June Bevan (born 9 June 1931) is an Australian badminton player who has played on a national and international level.

==Biography==
June Bevan (Christened Norma) was born in Parkes on 9 June 1931 to Norman and Lillian Single. They moved to Newcastle in 1935 where June went on to attend Dudley Primary School and then Hunter Girls High School.
June's main sporting interests were netball and hockey, playing at 'A' grade level. Subsequently she decided to switch to badminton when a friend was talking to her on the bus, her friend wanted to get some boys together to play badminton. June said, "That's right boys get to play and girls miss out". June was then invited along to play.

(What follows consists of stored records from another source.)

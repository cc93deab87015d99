//! The Librarian — tool selection.
//!
//! Selection is tiered, cheapest first:
//!
//! 1. A literal pre-filter scans the request for tool names and registry
//!    keywords with an [`aho_corasick`] automaton.  If every hit points at
//!    one tool, that tool wins without any model call.
//! 2. Otherwise the model is shown a numbered menu of the top search
//!    candidates and must reply with one index or `none`.  Temperature 0;
//!    an out-of-range reply is coerced to `none`.

use std::collections::{HashMap, HashSet};
use std::sync::Arc;

use aho_corasick::{AhoCorasick, AhoCorasickBuilder, MatchKind};

use aegis_llm::{Gateway, GatewayError, GenerateOptions, LlmError};
use aegis_registry::{RegistryStore, Role};

use crate::error::{ComposeError, Result};

/// Number of search candidates shown in the selection menu.
const MENU_SIZE: usize = 15;

/// Tiered tool selection over the registry.
pub struct Librarian {
    registry: Arc<RegistryStore>,
    gateway: Arc<Gateway>,
    /// Automaton over tool names and keywords; pattern index maps into
    /// `pattern_tools`.
    automaton: Option<AhoCorasick>,
    pattern_tools: Vec<String>,
}

impl Librarian {
    /// Build a librarian; the pre-filter automaton is compiled once from
    /// the selectable tools' names and keywords.
    pub fn new(registry: Arc<RegistryStore>, gateway: Arc<Gateway>) -> Self {
        let mut patterns: Vec<String> = Vec::new();
        let mut pattern_tools: Vec<String> = Vec::new();

        let mut selectable: HashSet<&str> =
            registry.selectable_names().into_iter().collect();
        for summary in registry.summaries() {
            if !selectable.remove(summary.name.as_str()) {
                continue;
            }
            patterns.push(summary.name.to_lowercase());
            pattern_tools.push(summary.name.clone());
            for keyword in &summary.keywords {
                patterns.push(keyword.to_lowercase());
                pattern_tools.push(summary.name.clone());
            }
        }

        let automaton = if patterns.is_empty() {
            None
        } else {
            AhoCorasickBuilder::new()
                .match_kind(MatchKind::Standard)
                .ascii_case_insensitive(true)
                .build(&patterns)
                .map_err(|e| {
                    tracing::error!(error = %e, "failed to build pre-filter automaton");
                    e
                })
                .ok()
        };

        Self {
            registry,
            gateway,
            automaton,
            pattern_tools,
        }
    }

    /// Pick a tool for a free-text request.
    pub async fn select(&self, request: &str, role: Role) -> Result<String> {
        if let Some(tool) = self.prefilter(request) {
            tracing::debug!(tool = %tool, "pre-filter selected tool without model");
            return Ok(tool);
        }

        self.select_via_menu(request, role).await
    }

    /// Literal scan for tool names and keywords.  Returns a tool only when
    /// all whole-word hits agree on it.
    fn prefilter(&self, request: &str) -> Option<String> {
        let automaton = self.automaton.as_ref()?;
        let lowered = request.to_lowercase();

        let mut tools: HashSet<&str> = HashSet::new();
        for mat in automaton.find_overlapping_iter(&lowered) {
            if !is_whole_word(&lowered, mat.start(), mat.end()) {
                continue;
            }
            tools.insert(self.pattern_tools[mat.pattern().as_usize()].as_str());
        }

        if tools.len() == 1 {
            tools.into_iter().next().map(str::to_owned)
        } else {
            None
        }
    }

    /// Model-driven selection from a numbered candidate menu.
    async fn select_via_menu(&self, request: &str, role: Role) -> Result<String> {
        let candidates = self.registry.search(request, role, MENU_SIZE);
        if candidates.is_empty() {
            return Err(ComposeError::NoToolFound);
        }

        let menu: String = candidates
            .iter()
            .enumerate()
            .map(|(i, hit)| format!("{i}. {} ({})", hit.name, hit.category))
            .collect::<Vec<_>>()
            .join("\n");

        let bindings = HashMap::from([
            ("request".to_string(), request.to_string()),
            ("role".to_string(), role.to_string()),
            ("menu".to_string(), menu),
            (
                "max_index".to_string(),
                (candidates.len() - 1).to_string(),
            ),
        ]);

        let reply = self
            .gateway
            .generate("selection", &bindings, GenerateOptions::deterministic())
            .await
            .map_err(map_gateway_error)?;

        match parse_menu_reply(&reply, candidates.len()) {
            Some(index) => {
                let tool = candidates[index].name.clone();
                tracing::debug!(tool = %tool, index, "model selected tool from menu");
                Ok(tool)
            }
            None => Err(ComposeError::NoToolFound),
        }
    }
}

impl std::fmt::Debug for Librarian {
    fn fmt(&self, f: &mut std::fmt::Formatter<'_>) -> std::fmt::Result {
        f.debug_struct("Librarian")
            .field("patterns", &self.pattern_tools.len())
            .finish()
    }
}

/// Whether the span `[start, end)` in `text` is delimited by non-word
/// characters, so `scan` does not fire inside `scanning`.
fn is_whole_word(text: &str, start: usize, end: usize) -> bool {
    let before_ok = start == 0
        || text[..start]
            .chars()
            .next_back()
            .is_some_and(|c| !c.is_alphanumeric() && c != '_');
    let after_ok = end == text.len()
        || text[end..]
            .chars()
            .next()
            .is_some_and(|c| !c.is_alphanumeric() && c != '_');
    before_ok && after_ok
}

/// Parse the model's menu reply: a bare index, or `none`.  Anything else,
/// including an out-of-range index, coerces to `None`.
fn parse_menu_reply(reply: &str, menu_len: usize) -> Option<usize> {
    let cleaned = reply.trim().trim_end_matches('.');
    if cleaned.eq_ignore_ascii_case("none") {
        return None;
    }
    cleaned
        .parse::<usize>()
        .ok()
        .filter(|&index| index < menu_len)
}

pub(crate) fn map_gateway_error(e: GatewayError) -> ComposeError {
    match e {
        GatewayError::Llm(LlmError::Timeout { deadline_ms }) => ComposeError::LlmUnavailable {
            reason: format!("timed out after {deadline_ms} ms"),
        },
        GatewayError::Llm(err) => ComposeError::LlmUnavailable {
            reason: err.to_string(),
        },
        GatewayError::TemplateMissing { name } => ComposeError::LlmUnavailable {
            reason: format!("template missing: {name}"),
        },
    }
}

#[cfg(test)]
mod tests {
    use super::*;

    #[test]
    fn menu_reply_parses_index() {
        assert_eq!(parse_menu_reply("3", 10), Some(3));
        assert_eq!(parse_menu_reply(" 0.\n", 10), Some(0));
    }

    #[test]
    fn menu_reply_none_and_garbage() {
        assert_eq!(parse_menu_reply("none", 10), None);
        assert_eq!(parse_menu_reply("NONE", 10), None);
        assert_eq!(parse_menu_reply("the third one", 10), None);
    }

    #[test]
    fn menu_reply_out_of_range_coerced_to_none() {
        assert_eq!(parse_menu_reply("15", 15), None);
        assert_eq!(parse_menu_reply("99", 3), None);
    }

    #[test]
    fn whole_word_boundaries() {
        let text = "please scan the scanning host";
        let start = text.find("scan").unwrap();
        assert!(is_whole_word(text, start, start + 4));

        let inner = text.find("scanning").unwrap();
        assert!(!is_whole_word(text, inner, inner + 4));
    }
}
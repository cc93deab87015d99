//! Prompt templates with named substitution slots.
//!
//! Templates are plain text files containing `{slot}` markers.  Rendering
//! replaces every marker with the caller's binding; unbound markers are
//! left in place so prompt bugs are visible in logs rather than silently
//! swallowed.

use std::collections::HashMap;

/// An immutable named prompt template.
#[derive(Debug, Clone)]
pub struct PromptTemplate {
    /// Template name, derived from its filename (without extension).
    pub name: String,

    /// The raw template text.
    text: String,
}

impl PromptTemplate {
    /// Create a template from its name and raw text.
    pub fn new(name: impl Into<String>, text: impl Into<String>) -> Self {
        Self {
            name: name.into(),
            text: text.into(),
        }
    }

    /// Render the template, substituting `{key}` markers with bindings.
    ///
    /// Literal braces can be escaped by doubling (`{{` renders as `{`).
    pub fn render(&self, bindings: &HashMap<String, String>) -> String {
        let mut out = String::with_capacity(self.text.len());
        let mut chars = self.text.chars().peekable();

        while let Some(c) = chars.next() {
            match c {
                '{' if chars.peek() == Some(&'{') => {
                    chars.next();
                    out.push('{');
                }
                '}' if chars.peek() == Some(&'}') => {
                    chars.next();
                    out.push('}');
                }
                '{' => {
                    let mut key = String::new();
                    let mut closed = false;
                    for k in chars.by_ref() {
                        if k == '}' {
                            closed = true;
                            break;
                        }
                        key.push(k);
                    }
                    match bindings.get(&key) {
                        Some(value) if closed => out.push_str(value),
                        _ => {
                            // Unbound or unterminated slot: keep the marker.
                            out.push('{');
                            out.push_str(&key);
                            if closed {
                                out.push('}');
                            }
                        }
                    }
                }
                other => out.push(other),
            }
        }

        out
    }

    /// The names of all `{slot}` markers present in the template.
    pub fn slots(&self) -> Vec<String> {
        let mut slots = Vec::new();
        let mut chars = self.text.chars().peekable();
        while let Some(c) = chars.next() {
            if c == '{' {
                if chars.peek() == Some(&'{') {
                    chars.next();
                    continue;
                }
                let mut key = String::new();
                for k in chars.by_ref() {
                    if k == '}' {
                        if !key.is_empty() && !slots.contains(&key) {
                            slots.push(key.clone());
                        }
                        break;
                    }
                    key.push(k);
                }
            }
        }
        slots
    }

    /// The raw template text.
    pub fn text(&self) -> &str {
        &self.text
    }
}

#[cfg(test)]
mod tests {
    use super::*;

    fn bindings(pairs: &[(&str, &str)]) -> HashMap<String, String> {
        pairs
            .iter()
            .map(|(k, v)| (k.to_string(), v.to_string()))
            .collect()
    }

    #[test]
    fn render_substitutes_bound_slots() {
        let t = PromptTemplate::new("greet", "Hello {name}, you are a {role}.");
        let out = t.render(&bindings(&[("name", "Ada"), ("role", "student")]));
        assert_eq!(out, "Hello Ada, you are a student.");
    }

    #[test]
    fn render_keeps_unbound_slots() {
        let t = PromptTemplate::new("t", "cmd={command} role={role}");
        let out = t.render(&bindings(&[("command", "nmap -sS")]));
        assert_eq!(out, "cmd=nmap -sS role={role}");
    }

    #[test]
    fn render_escaped_braces() {
        let t = PromptTemplate::new("t", r#"Reply with {{"level": "{level}"}}"#);
        let out = t.render(&bindings(&[("level", "low")]));
        assert_eq!(out, r#"Reply with {"level": "low"}"#);
    }

    #[test]
    fn slots_lists_each_once() {
        let t = PromptTemplate::new("t", "{a} and {b} then {a} again, not {{c}}");
        assert_eq!(t.slots(), vec!["a".to_string(), "b".to_string()]);
    }
}
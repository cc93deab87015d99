//! Concurrent command executor for Aegis.
//!
//! Runs argv vectors under resource caps (CPU time, address space, file
//! size) with bounded, streamed output capture, FIFO queueing behind
//! global and per-session slots, cancellation with a SIGTERM→SIGKILL
//! grace period, and wall-clock deadlines.  Terminal transitions flush
//! output artifacts to a session-scoped directory.
//!
//! ## Modules
//!
//! - [`executor`] -- the engine: submit, snapshot, subscribe, cancel.
//! - [`execution`] -- execution types, events, and the status machine.
//! - [`capture`] -- bounded per-stream output buffers.
//! - [`parsers`] -- best-effort tool-output parsers.
//! - [`error`] -- executor API errors.

pub mod capture;
pub mod error;
pub mod execution;
pub mod executor;
pub mod parsers;

pub use capture::CaptureBuffer;
pub use error::{ExecError, Result};
pub use execution::{
    ExecEvent, ExecFailure, ExecStatus, ExecutionMode, ExecutionSnapshot, ResourceCaps,
    SpawnRequest, StreamKind,
};
pub use executor::{Executor, ExecutorConfig};
pub use parsers::{OutputParser, ParserRegistry};
//! Store error types.

use uuid::Uuid;

/// Unified error type for the session store.
#[derive(Debug, thiserror::Error)]
pub enum StoreError {
    /// The session does not exist (never created, deleted, or evicted by
    /// retention).
    #[error("unknown session: {id}")]
    UnknownSession { id: Uuid },

    /// A session shard could not be read or written.
    #[error("session store io error: {0}")]
    Io(#[from] std::io::Error),

    /// A shard line could not be serialized or parsed.
    #[error("session store serialization error: {0}")]
    Serde(#[from] serde_json::Error),

    /// A blocking file task failed to join.
    #[error("store task join error: {0}")]
    TaskJoin(String),
}

impl From<tokio::task::JoinError> for StoreError {
    fn from(e: tokio::task::JoinError) -> Self {
        Self::TaskJoin(e.to_string())
    }
}

/// Convenience alias used throughout the store crate.
pub type Result<T> = std::result::Result<T, StoreError>;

Enjoying the game so much because it was fast and strenuous, June took up badminton at the age of 17 at a time when the sport was re-organising after the war. June continued to play hockey and netball as they became a means of maintaining her fitness and speed for badminton. Badminton possessed everything that June wanted in a sport and it was accessible 12 months a year rain, hail or shine.
1950 was the beginning of a brilliant sporting career as she was selected in the New South Wales team. On 5 September 1953, June married Keith Bevan (who also played badminton). As a young married couple they could not afford to travel interstate to play badminton in the Australian Carnival plus having a honeymoon. So they combined the two together and went to Tasmania playing badminton in the State team together.
In 1953, June was selected to play for Australia against New Zealand for the first time and continued to represent her country until 1961. June's badminton career representing New South Wales spanned three decades from 1951 to 1984 with the exception of 1958, 1966 and 1969. June's first daughter Margaret was born in September 1958. In May 1963, June's second daughter Janine was born and after a great deal of hard training June was able to represent New South Wales in Queensland in August/September that same year. In December 1966 her third daughter Christine was born and in July 1969 June's fourth daughter Kim was born. June has won so many New South Wales State Titles that she has lost count of them, June has also won 12 Australian Titles including the Triple Crown on two occasions. June represented the State for over 30 years from 1951 to 1982 a record which no other badminton player has been able to achieve.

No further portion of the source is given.